The taxi showed up on time, which is never a thing you can be certain of in advance, and at 05:55am I was sat on the train to Birmingham International. I was tired and I was cold, but I had to keep reminding myself not to complain – I had no idea what temperatures I was going to be experiencing in Minneapolis, but based on some recent updates and gleefully shared comedy sketches, I was expecting it to be what I would commonly refer to as ‘Bastard Cold’.
I had invested in a proper coat for the trip. As a rule, I don’t like coats, and will stubbornly insist on wearing nothing more than a t-shirt during the day, conceding to a hoodie only when it’s absolutely necessary. However, this was likely to be cold on a scale that I had never experienced before, plus if I’m planning on moving to Norway in the next couple of years, it was going to be a worthwhile purchase. As it happens, I kinda like it. I didn’t however pay too much attention to my trousers because my legs are never normally cold… I very quickly decided to rectify that with some 100 Denier tights once I got the airport.
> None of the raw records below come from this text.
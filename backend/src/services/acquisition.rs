//! Concurrent feature acquisition
//!
//! Fans out the three provider fetches with independent hard timeouts
//! and assembles a complete `SiteFeatures`. One provider failing or
//! timing out never cancels the siblings and never fails the request;
//! every field always ends up populated.

use std::time::Duration;

use shared::{FeatureSource, SiteFeatures};
use tokio::time::timeout;

use crate::external::{
    elevation::{self, TerrainReading},
    solar::{self, SolarReading},
    weather::{self, WeatherBundle},
    ElevationClient, SolarClient, WeatherClient,
};

/// Grid distance estimate with whether a named region matched
#[derive(Debug, Clone, Copy, PartialEq)]
pub struct GridEstimate {
    pub distance_km: f64,
    /// True when the estimate came from a named region rather than the
    /// global default; named regions count towards `data_sources`.
    pub named_region: bool,
}

/// Feature acquisition service over the three provider clients
#[derive(Clone)]
pub struct AcquisitionService {
    solar: SolarClient,
    weather: WeatherClient,
    elevation: ElevationClient,
    provider_timeout: Duration,
}

impl AcquisitionService {
    pub fn new(
        solar: SolarClient,
        weather: WeatherClient,
        elevation: ElevationClient,
        provider_timeout: Duration,
    ) -> Self {
        Self {
            solar,
            weather,
            elevation,
            provider_timeout,
        }
    }

    /// Fetch all features for a location. `grid_override` is the
    /// caller-supplied grid distance, taking priority over the regional
    /// estimate.
    pub async fn acquire(
        &self,
        lat: f64,
        lng: f64,
        grid_override: Option<f64>,
    ) -> SiteFeatures {
        let (solar, weather, terrain) = tokio::join!(
            timeout(self.provider_timeout, self.solar.fetch_irradiance(lat, lng)),
            timeout(self.provider_timeout, self.weather.fetch_bundle(lat, lng)),
            timeout(self.provider_timeout, self.elevation.fetch_terrain(lat, lng)),
        );

        let solar = solar.unwrap_or_else(|_| {
            tracing::warn!("solar fetch timed out, using latitude estimate");
            SolarReading {
                irradiance: solar::estimate_irradiance(lat),
                source: FeatureSource::RegionalEstimate,
            }
        });

        let weather = weather.unwrap_or_else(|_| {
            tracing::warn!("weather fetch timed out, using latitude estimates");
            WeatherBundle {
                wind_speed: weather::estimate_wind(lat),
                temperature_c: weather::estimate_temperature(lat),
                humidity_pct: weather::estimate_humidity(lat),
                cloud_cover_pct: weather::estimate_cloud(lat),
                source: FeatureSource::RegionalEstimate,
            }
        });

        let terrain = terrain.unwrap_or_else(|_| {
            tracing::warn!("elevation fetch timed out, using region estimate");
            TerrainReading {
                elevation_m: elevation::estimate_elevation(lat, lng),
                slope_degrees: 2.0,
                source: FeatureSource::RegionalEstimate,
            }
        });

        let grid_estimate = regional_grid_estimate(lat, lng);
        let (grid_distance_km, grid_counts) = match grid_override {
            Some(km) => (km, true),
            None => (grid_estimate.distance_km, grid_estimate.named_region),
        };

        let mut data_sources = 0u8;
        if solar.source.is_live() {
            data_sources += 1;
        }
        if weather.source.is_live() {
            data_sources += 1;
        }
        if terrain.source.is_live() {
            data_sources += 1;
        }
        if grid_counts {
            data_sources += 1;
        }

        SiteFeatures {
            solar_irradiance: solar.irradiance,
            wind_speed: weather.wind_speed,
            temperature_c: weather.temperature_c,
            humidity_pct: weather.humidity_pct,
            cloud_cover_pct: weather.cloud_cover_pct,
            elevation_m: terrain.elevation_m,
            slope_degrees: terrain.slope_degrees,
            grid_distance_km,
            data_sources,
        }
    }
}

/// Heuristic grid proximity when the caller does not supply a distance.
pub fn regional_grid_estimate(lat: f64, lng: f64) -> GridEstimate {
    // Indian subcontinent
    if (8.0..=37.0).contains(&lat) && (68.0..=97.0).contains(&lng) {
        let distance_km = if (20.0..=30.0).contains(&lat) {
            8.0 // Indo-Gangetic plain, dense grid
        } else if lat > 30.0 {
            20.0 // Himalayan foothills, sparse
        } else {
            10.0 // Southern India
        };
        return GridEstimate {
            distance_km,
            named_region: true,
        };
    }
    // Europe
    if (35.0..=72.0).contains(&lat) && (-10.0..=40.0).contains(&lng) {
        return GridEstimate {
            distance_km: 5.0,
            named_region: true,
        };
    }
    // North America
    if (25.0..=60.0).contains(&lat) && (-130.0..=-60.0).contains(&lng) {
        return GridEstimate {
            distance_km: 12.0,
            named_region: true,
        };
    }
    // Africa
    if (-35.0..=37.0).contains(&lat) && (-18.0..=52.0).contains(&lng) {
        return GridEstimate {
            distance_km: 25.0,
            named_region: true,
        };
    }
    GridEstimate {
        distance_km: 15.0,
        named_region: false,
    }
}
While I was certain I would be grateful for the extra layer provided by the tights once I hit the States, I was sweating my ever loving tits off in Birmingham, which didn’t help with the tiredness. It was like someone had draped a hot tea towel over my face and I just wanted to curl up under a table and drift off.
One thing that I had researched beforehand and been absolutely horrified about was the cost of using 3G in the States. 100MB data bundles were £10 each, and – I quote directly from the EE website here;
- If you use more than your bundle allowance, the bundle is re-applied automatically up to 20 times a day. Each time the bundle is re-applied you will be get another 100MB and be charged an additional bundle fee
- With this bundle we will never charge you more than £300 in one day
Holy shit. £300 A DAY? In what universe is that considered reasonable? Is that REALLY the cost of delivering the service? Seriously? I switched my 3G off the moment I got on the damned plane.
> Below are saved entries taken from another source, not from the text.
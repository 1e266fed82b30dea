//! Reconciliation loop.
//!
//! Every change signal from the watcher triggers one reconciliation: the
//! namespace's endpoints are listed in full, the target service's nodes are
//! extracted, and the nodes file is replaced.  Signals are handled one at a
//! time in arrival order; a failed step is logged and the loop waits for the
//! next signal, which doubles as the retry.

use log::{error, info, warn};

use crate::config::Config;
use crate::control_plane::ControlPlane;
use crate::error::Result;
use crate::extract::extract;
use crate::publish::publish;
use crate::types::NodeList;

/// Everything a reconciliation needs, built once at startup.
pub struct Context<C> {
    pub config: Config,
    pub control_plane: C,
}

/// How [`run`] stopped.
#[derive(Debug, Clone, Copy, PartialEq, Eq)]
pub enum Outcome {
    /// The watch could not be opened; nothing was reconciled.
    SubscribeFailed,
    /// The change stream closed after `reconciliations` cycles.
    StreamClosed { reconciliations: u64 },
}

/// Subscribes to changes and reconciles once per change until the stream
/// closes.  Never reconnects.
pub async fn run<C: ControlPlane>(ctx: &Context<C>) -> Outcome {
    let namespace = &ctx.config.namespace;
    let mut changes = match ctx.control_plane.watch(namespace).await {
        Ok(rx) => rx,
        Err(e) => {
            error!("{}", e);
            return Outcome::SubscribeFailed;
        }
    };
    info!(
        "Watching endpoints for service {}/{}",
        namespace, ctx.config.service
    );

    let mut reconciliations = 0;
    while changes.recv().await.is_some() {
        reconciliations += 1;
        if let Err(e) = reconcile(ctx).await {
            error!("{}", e);
        }
    }

    warn!(
        "Endpoints watch closed after {} reconciliations; {} will no longer be updated",
        reconciliations,
        ctx.config.nodes_file.display()
    );
    Outcome::StreamClosed { reconciliations }
}

/// One list → extract → format → publish cycle.
///
/// A failed list leaves the nodes file untouched.
pub async fn reconcile<C: ControlPlane>(ctx: &Context<C>) -> Result<NodeList> {
    let config = &ctx.config;
    let snapshot = ctx.control_plane.list(&config.namespace).await?;
    let nodes = extract(&snapshot, &config.service, config.peer_port, config.api_port);
    let content = nodes.to_string();

    publish(&config.nodes_file, &content)?;

    if !nodes.is_empty() {
        info!("New {} node configuration: {}", nodes.len(), content);
    }
    Ok(nodes)
}

#[cfg(test)]
mod tests {
    use super::*;
    use crate::error::Error;
    use crate::types::{Change, EndpointRecord, EndpointSnapshot, PortEntry, Subset};

    use std::collections::VecDeque;
    use std::fs;
    use std::sync::Mutex;

    use async_trait::async_trait;
    use pretty_assertions::assert_eq;
    use tempfile::{tempdir, TempDir};
    use tokio::sync::mpsc;

    /// Serves scripted list results and a change channel fed by the test.
    struct FakeControlPlane {
        lists: Mutex<VecDeque<Result<EndpointSnapshot>>>,
        changes: Mutex<Option<mpsc::Receiver<Change>>>,
        listed: Mutex<Vec<String>>,
    }

    impl FakeControlPlane {
        fn new(lists: Vec<Result<EndpointSnapshot>>) -> (Self, mpsc::Sender<Change>) {
            let (tx, rx) = mpsc::channel(16);
            let fake = Self {
                lists: Mutex::new(lists.into()),
                changes: Mutex::new(Some(rx)),
                listed: Mutex::new(Vec::new()),
            };
            (fake, tx)
        }

        fn without_watch(lists: Vec<Result<EndpointSnapshot>>) -> Self {
            Self {
                lists: Mutex::new(lists.into()),
                changes: Mutex::new(None),
                listed: Mutex::new(Vec::new()),
            }
        }
    }

    #[async_trait]
    impl ControlPlane for FakeControlPlane {
        async fn list(&self, namespace: &str) -> Result<EndpointSnapshot> {
            self.listed.lock().unwrap().push(namespace.to_string());
            self.lists
                .lock()
                .unwrap()
                .pop_front()
                .unwrap_or_else(|| Ok(EndpointSnapshot::default()))
        }

        async fn watch(&self, _namespace: &str) -> Result<mpsc::Receiver<Change>> {
            self.changes
                .lock()
                .unwrap()
                .take()
                .ok_or(Error::ClientUnavailable)
        }
    }

    fn snapshot(ready: &[&str], not_ready: &[&str], ports: &[i32]) -> EndpointSnapshot {
        EndpointSnapshot {
            records: vec![EndpointRecord {
                name: "typesense-svc".into(),
                subsets: vec![Subset {
                    ready: ready.iter().map(|s| s.to_string()).collect(),
                    not_ready: not_ready.iter().map(|s| s.to_string()).collect(),
                    ports: ports.iter().map(|p| PortEntry::new(None, *p)).collect(),
                }],
            }],
        }
    }

    fn context(control_plane: FakeControlPlane) -> (Context<FakeControlPlane>, TempDir) {
        let dir = tempdir().unwrap();
        let config = Config {
            nodes_file: dir.path().join("nodes"),
            ..Config::default()
        };
        (
            Context {
                config,
                control_plane,
            },
            dir,
        )
    }

    fn nodes_file(ctx: &Context<FakeControlPlane>) -> String {
        fs::read_to_string(&ctx.config.nodes_file).unwrap()
    }

    #[tokio::test]
    async fn sidecar_port_is_excluded_from_published_file() {
        let fake = FakeControlPlane::without_watch(vec![Ok(snapshot(
            &["10.0.0.4"],
            &[],
            &[8108, 9000],
        ))]);
        let (ctx, _dir) = context(fake);

        reconcile(&ctx).await.unwrap();

        assert_eq!(nodes_file(&ctx), "10.0.0.4:8107:8108");
    }

    #[tokio::test]
    async fn not_ready_addresses_are_published_when_none_ready() {
        let fake =
            FakeControlPlane::without_watch(vec![Ok(snapshot(&[], &["10.0.0.9"], &[8108]))]);
        let (ctx, _dir) = context(fake);

        let nodes = reconcile(&ctx).await.unwrap();

        assert_eq!(nodes.len(), 1);
        assert_eq!(nodes_file(&ctx), "10.0.0.9:8107:8108");
    }

    #[tokio::test]
    async fn list_failure_keeps_previous_file() {
        let fake = FakeControlPlane::without_watch(vec![
            Ok(snapshot(&["10.0.0.4", "10.0.0.9"], &[], &[8108])),
            Err(Error::ClientUnavailable),
        ]);
        let (ctx, _dir) = context(fake);

        reconcile(&ctx).await.unwrap();
        let err = reconcile(&ctx).await.unwrap_err();

        assert!(matches!(err, Error::ClientUnavailable));
        assert_eq!(nodes_file(&ctx), "10.0.0.4:8107:8108,10.0.0.9:8107:8108");
    }

    #[tokio::test]
    async fn first_failed_list_creates_no_file() {
        let fake = FakeControlPlane::without_watch(vec![Err(Error::ClientUnavailable)]);
        let (ctx, _dir) = context(fake);

        assert!(reconcile(&ctx).await.is_err());
        assert!(!ctx.config.nodes_file.exists());
    }

    #[tokio::test]
    async fn lists_the_configured_namespace() {
        let fake = FakeControlPlane::without_watch(vec![]);
        let (mut ctx, _dir) = context(fake);
        ctx.config.namespace = "search".into();

        reconcile(&ctx).await.unwrap();

        assert_eq!(*ctx.control_plane.listed.lock().unwrap(), vec!["search"]);
        assert_eq!(nodes_file(&ctx), "");
    }

    #[tokio::test]
    async fn reconciles_once_per_change_until_stream_closes() {
        let (fake, changes) = FakeControlPlane::new(vec![
            Ok(snapshot(&["10.0.0.4"], &[], &[8108])),
            Err(Error::ClientUnavailable),
            Ok(snapshot(&["10.0.0.4", "10.0.0.9"], &[], &[8108, 9000])),
        ]);
        let (ctx, _dir) = context(fake);

        for _ in 0..3 {
            changes.send(Change).await.unwrap();
        }
        drop(changes);

        let outcome = run(&ctx).await;

        assert_eq!(outcome, Outcome::StreamClosed { reconciliations: 3 });
        assert_eq!(ctx.control_plane.listed.lock().unwrap().len(), 3);
        assert_eq!(nodes_file(&ctx), "10.0.0.4:8107:8108,10.0.0.9:8107:8108");
    }

    #[tokio::test]
    async fn failed_list_mid_loop_keeps_last_good_file() {
        let (fake, changes) = FakeControlPlane::new(vec![
            Ok(snapshot(&["10.0.0.4"], &[], &[8108])),
            Err(Error::ClientUnavailable),
        ]);
        let (ctx, _dir) = context(fake);

        changes.send(Change).await.unwrap();
        changes.send(Change).await.unwrap();
        drop(changes);

        assert_eq!(run(&ctx).await, Outcome::StreamClosed { reconciliations: 2 });
        assert_eq!(nodes_file(&ctx), "10.0.0.4:8107:8108");
    }

    #[tokio::test]
    async fn publish_failure_does_not_stop_the_loop() {
        let (fake, changes) = FakeControlPlane::new(vec![
            Ok(snapshot(&["10.0.0.4"], &[], &[8108])),
            Ok(snapshot(&["10.0.0.9"], &[], &[8108])),
        ]);
        let (mut ctx, dir) = context(fake);
        ctx.config.nodes_file = dir.path().join("absent").join("nodes");

        changes.send(Change).await.unwrap();
        changes.send(Change).await.unwrap();
        drop(changes);

        assert_eq!(run(&ctx).await, Outcome::StreamClosed { reconciliations: 2 });
        assert_eq!(ctx.control_plane.listed.lock().unwrap().len(), 2);
    }

    #[tokio::test]
    async fn subscribe_failure_reconciles_nothing() {
        let fake =
            FakeControlPlane::without_watch(vec![Ok(snapshot(&["10.0.0.4"], &[], &[8108]))]);
        let (ctx, _dir) = context(fake);

        assert_eq!(run(&ctx).await, Outcome::SubscribeFailed);
        assert!(ctx.control_plane.listed.lock().unwrap().is_empty());
        assert!(!ctx.config.nodes_file.exists());
    }
}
Speaking of phones and planes, there was a man sat next to me on the flight who was doing something that I have noticed people doing more and more recently, and it winds me the fuck up at the best of times; switching their mobile onto speakerphone and then shouting at it. If you are one of the people that does this – STOP IT. Immediately. If you are that concerned about radiation, you’d better find a way off the planet my friend – moving your phone a few inches away from your face is not going to help you. Also, he was sniffing loudly and repeatedly. Blow your fucking nose, or I will elbow you in it, and really give you a problem.
…I am a misanthrope at the best of times, but tiredness was clearly making me extra grumpy.
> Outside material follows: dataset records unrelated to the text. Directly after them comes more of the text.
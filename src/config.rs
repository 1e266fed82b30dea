use std::path::PathBuf;

use clap::Parser;
use figment::{
    providers::{Env, Format, Json, Serialized, Toml},
    Figment,
};
use log::warn;
use serde::{Deserialize, Serialize};

#[derive(Debug, Clone, PartialEq, Eq, Deserialize, Serialize)]
pub struct Config {
    /// Kubeconfig file name under `~/.kube`, or an absolute path.  When it
    /// does not exist the in-cluster config is used.
    pub kubeconfig: String,
    pub namespace: String,
    pub service: String,
    pub nodes_file: PathBuf,
    pub peer_port: u16,
    pub api_port: u16,
}

impl Default for Config {
    fn default() -> Self {
        Self {
            kubeconfig: "config".into(),
            namespace: "typesense".into(),
            service: "typesense-svc".into(),
            nodes_file: "/usr/share/typesense/nodes".into(),
            peer_port: 8107,
            api_port: 8108,
        }
    }
}

/// Command-line overrides.  Only flags given explicitly take part in the merge.
#[derive(Parser, Debug, Clone, Default, Serialize)]
#[command(
    name = "peerwatch",
    about = "Publishes the endpoints of a Kubernetes service as a peer nodes file",
    version
)]
pub struct Cli {
    /// Kubeconfig file in ~/.kube to work with
    #[arg(long, value_name = "NAME")]
    #[serde(skip_serializing_if = "Option::is_none")]
    pub kubeconfig: Option<String>,

    /// Namespace the service is installed within
    #[arg(long)]
    #[serde(skip_serializing_if = "Option::is_none")]
    pub namespace: Option<String>,

    /// Name of the service to use the endpoints of
    #[arg(long)]
    #[serde(skip_serializing_if = "Option::is_none")]
    pub service: Option<String>,

    /// Location of the file to write node information to
    #[arg(long, value_name = "PATH")]
    #[serde(skip_serializing_if = "Option::is_none")]
    pub nodes_file: Option<PathBuf>,

    /// Port on which the peering service listens
    #[arg(long, value_name = "PORT")]
    #[serde(skip_serializing_if = "Option::is_none")]
    pub peer_port: Option<u16>,

    /// Port on which the API service listens
    #[arg(long, value_name = "PORT")]
    #[serde(skip_serializing_if = "Option::is_none")]
    pub api_port: Option<u16>,
}

impl Config {
    /// Defaults, then `peerwatch.toml`, `peerwatch.json`, `PEERWATCH_*`
    /// environment variables and finally the command line.
    pub fn figment(cli: &Cli) -> Figment {
        Figment::from(Serialized::defaults(Config::default()))
            .merge(Toml::file("peerwatch.toml"))
            .merge(Json::file("peerwatch.json"))
            .merge(Env::prefixed("PEERWATCH_"))
            .merge(Serialized::defaults(cli))
    }

    pub fn load(cli: &Cli) -> anyhow::Result<Self> {
        let config: Config = Self::figment(cli)
            .extract()
            .map_err(|e| anyhow::anyhow!("Failed to load configuration: {}", e))?;
        config.validate()?;
        Ok(config)
    }

    /// Built-in defaults with only the command line applied.  Used when the
    /// layered sources cannot be read.  A zero port flag falls back to the
    /// default port.
    pub fn from_cli(cli: &Cli) -> Self {
        let defaults = Config::default();
        let port = |flag: Option<u16>, default: u16, name: &str| match flag {
            Some(0) => {
                warn!("Invalid {}: 0, using {}", name, default);
                default
            }
            Some(port) => port,
            None => default,
        };
        let config = Self {
            peer_port: port(cli.peer_port, defaults.peer_port, "peer_port"),
            api_port: port(cli.api_port, defaults.api_port, "api_port"),
            kubeconfig: cli.kubeconfig.clone().unwrap_or(defaults.kubeconfig),
            namespace: cli.namespace.clone().unwrap_or(defaults.namespace),
            service: cli.service.clone().unwrap_or(defaults.service),
            nodes_file: cli.nodes_file.clone().unwrap_or(defaults.nodes_file),
        };
        debug_assert!(config.validate().is_ok());
        config
    }

    fn validate(&self) -> anyhow::Result<()> {
        if self.peer_port == 0 {
            anyhow::bail!("Invalid peer_port: 0");
        }
        if self.api_port == 0 {
            anyhow::bail!("Invalid api_port: 0");
        }
        Ok(())
    }
}
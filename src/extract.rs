//! Turns an endpoint snapshot into the node list for one service.

use std::collections::HashSet;

use crate::types::{EndpointSnapshot, NodeDescriptor, NodeList};

/// Collects the nodes backing `service` from `snapshot`.
///
/// Only the record named exactly `service` is looked at.  Within each of
/// its subsets the ready addresses are used, or the not-ready ones when no
/// address is ready.  An address yields one node per port whose number is
/// `api_port`; every other port (e.g. a metrics exporter sidecar) is
/// skipped.  The peer port is never discovered, `peer_port` is copied into
/// every node.  A node already emitted (same host, same ports) is not
/// repeated, so the first occurrence fixes its position.
pub fn extract(
    snapshot: &EndpointSnapshot,
    service: &str,
    peer_port: u16,
    api_port: u16,
) -> NodeList {
    let mut nodes = Vec::new();
    let mut seen = HashSet::new();

    for record in snapshot.records.iter().filter(|r| r.name == service) {
        for subset in &record.subsets {
            let addresses = if subset.ready.is_empty() {
                &subset.not_ready
            } else {
                &subset.ready
            };

            for address in addresses {
                for port in &subset.ports {
                    if port.number != i32::from(api_port) {
                        continue;
                    }
                    let node = NodeDescriptor {
                        host: address.clone(),
                        peer_port,
                        api_port,
                    };
                    if seen.insert(node.clone()) {
                        nodes.push(node);
                    }
                }
            }
        }
    }

    NodeList(nodes)
}
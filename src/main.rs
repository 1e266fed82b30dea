//! Peerwatch daemon entry point.

use clap::Parser;
use log::{error, info, warn};
use tokio::signal;

use peerwatch::config::{Cli, Config};
use peerwatch::control_plane::KubeControlPlane;
use peerwatch::reconcile::{self, Context, Outcome};

#[tokio::main]
async fn main() -> anyhow::Result<()> {
    // Initialize logging
    env_logger::Builder::from_env(env_logger::Env::default().default_filter_or("info")).init();

    // Load configuration
    let cli = Cli::parse();
    let cfg = Config::load(&cli).unwrap_or_else(|e| {
        error!("{}. Continuing with defaults and command-line flags.", e);
        Config::from_cli(&cli)
    });
    info!(
        "Watching endpoints for service: {}/{} [peerPort: {}, apiPort: {}]",
        cfg.namespace, cfg.service, cfg.peer_port, cfg.api_port
    );

    // Control plane; stays without a client if credentials cannot be resolved
    let control_plane = KubeControlPlane::connect(&cfg.kubeconfig).await;
    let ctx = Context {
        config: cfg,
        control_plane,
    };

    // Reconciliation loop
    let reconcile_handle = tokio::spawn(async move {
        match reconcile::run(&ctx).await {
            Outcome::SubscribeFailed => warn!("No endpoints watch, idling"),
            Outcome::StreamClosed { .. } => warn!("Reconciliation stopped, idling"),
        }
    });

    // Runs until interrupted, also after the loop has stopped
    match signal::ctrl_c().await {
        Ok(()) => {
            info!("Received Ctrl+C, shutting down...");
        }
        Err(err) => {
            error!("Unable to listen for shutdown signal: {}", err);
            std::future::pending::<()>().await;
        }
    }

    reconcile_handle.abort();

    info!("Shutdown complete.");
    Ok(())
}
I wasn’t on a direct flight to Minneapolis; we were headed into Amsterdam where I had a layover before flying on to MSP. It was a KLM flight, and I have to say that the Dutch flight crew were amazing. They seemed to be entirely populated by camp, mischievous scamps who coyly sashayed up and down the aisles in an elaborate pantomime – and relentlessly targetted the biggest and most alpha of males for merciless flirting, which absolutely made my day.
It was my first time in Schiphol airport and I was struck by how clean and quiet it was. They were in the process of renovating the airport and you wouldn’t know anything about it if it wasn’t for the notices all around telling you that it was happening. Damn, they are only installing new lifts at work, the howling of angle grinders and drills echoing around the building on a daily basis sounds like the tortured wailing of eternally trapped souls.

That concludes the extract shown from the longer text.